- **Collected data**
--
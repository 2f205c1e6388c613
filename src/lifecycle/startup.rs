//! Startup orchestration.

use std::net::SocketAddr;

use tokio::net::TcpListener;

use crate::config::QuoterConfig;
use crate::http::HttpServer;
use crate::lifecycle::shutdown::Shutdown;
use crate::lifecycle::signals::shutdown_on_signal;
use crate::observability::metrics;

/// Start every subsystem and serve until a termination signal arrives.
///
/// The configuration must already be validated.
pub async fn run(config: QuoterConfig) -> Result<(), std::io::Error> {
    if config.observability.metrics_enabled {
        match config.observability.metrics_address.parse::<SocketAddr>() {
            Ok(addr) => metrics::init_metrics(addr),
            Err(_) => tracing::error!(
                metrics_address = %config.observability.metrics_address,
                "Failed to parse metrics address"
            ),
        }
    }

    let listener = TcpListener::bind(&config.listener.bind_address).await?;
    tracing::info!(address = %listener.local_addr()?, "Listening for connections");

    let shutdown = Shutdown::new();
    let server_shutdown = shutdown.subscribe();
    tokio::spawn(shutdown_on_signal(shutdown));

    HttpServer::new(config).run(listener, server_shutdown).await
}
//! Configuration loading from disk.

use std::fs;
use std::path::Path;

use thiserror::Error;

use crate::config::schema::QuoterConfig;
use crate::config::validation::{validate_config, ConfigIssue};

/// Error type for configuration loading.
#[derive(Debug, Error)]
pub enum ConfigError {
    #[error("IO error: {0}")]
    Io(#[from] std::io::Error),

    #[error("Parse error: {0}")]
    Parse(#[from] toml::de::Error),

    #[error("Validation failed: {}", join_issues(.0))]
    Validation(Vec<ConfigIssue>),
}

fn join_issues(issues: &[ConfigIssue]) -> String {
    issues
        .iter()
        .map(ToString::to_string)
        .collect::<Vec<_>>()
        .join(", ")
}

/// Parse and validate configuration from TOML text.
pub fn parse_config(content: &str) -> Result<QuoterConfig, ConfigError> {
    let config: QuoterConfig = toml::from_str(content)?;
    validate_config(&config).map_err(ConfigError::Validation)?;
    Ok(config)
}

/// Load and validate configuration from a TOML file.
pub fn load_config(path: &Path) -> Result<QuoterConfig, ConfigError> {
    let content = fs::read_to_string(path)?;
    parse_config(&content)
}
--
- **What this task involves**
What needs duplicating is the run of lines from the one containing "to parse metrics" through the last line of the entries above, exact and complete.

- **Answer to the problem**
                "Failed to parse metrics address"
            ),
        }
    }

    let listener = TcpListener::bind(&config.listener.bind_address).await?;
    tracing::info!(address = %listener.local_addr()?, "Listening for connections");

    let shutdown = Shutdown::new();
    let server_shutdown = shutdown.subscribe();
    tokio::spawn(shutdown_on_signal(shutdown));

    HttpServer::new(config).run(listener, server_shutdown).await
}
//! Configuration loading from disk.

use std::fs;
use std::path::Path;

use thiserror::Error;

use crate::config::schema::QuoterConfig;
use crate::config::validation::{validate_config, ConfigIssue};

/// Error type for configuration loading.
#[derive(Debug, Error)]
pub enum ConfigError {
    #[error("IO error: {0}")]
    Io(#[from] std::io::Error),

    #[error("Parse error: {0}")]
    Parse(#[from] toml::de::Error),

    #[error("Validation failed: {}", join_issues(.0))]
    Validation(Vec<ConfigIssue>),
}

fn join_issues(issues: &[ConfigIssue]) -> String {
    issues
        .iter()
        .map(ToString::to_string)
        .collect::<Vec<_>>()
        .join(", ")
}

/// Parse and validate configuration from TOML text.
pub fn parse_config(content: &str) -> Result<QuoterConfig, ConfigError> {
    let config: QuoterConfig = toml::from_str(content)?;
    validate_config(&config).map_err(ConfigError::Validation)?;
    Ok(config)
}

/// Load and validate configuration from a TOML file.
pub fn load_config(path: &Path) -> Result<QuoterConfig, ConfigError> {
    let content = fs::read_to_string(path)?;
    parse_config(&content)
}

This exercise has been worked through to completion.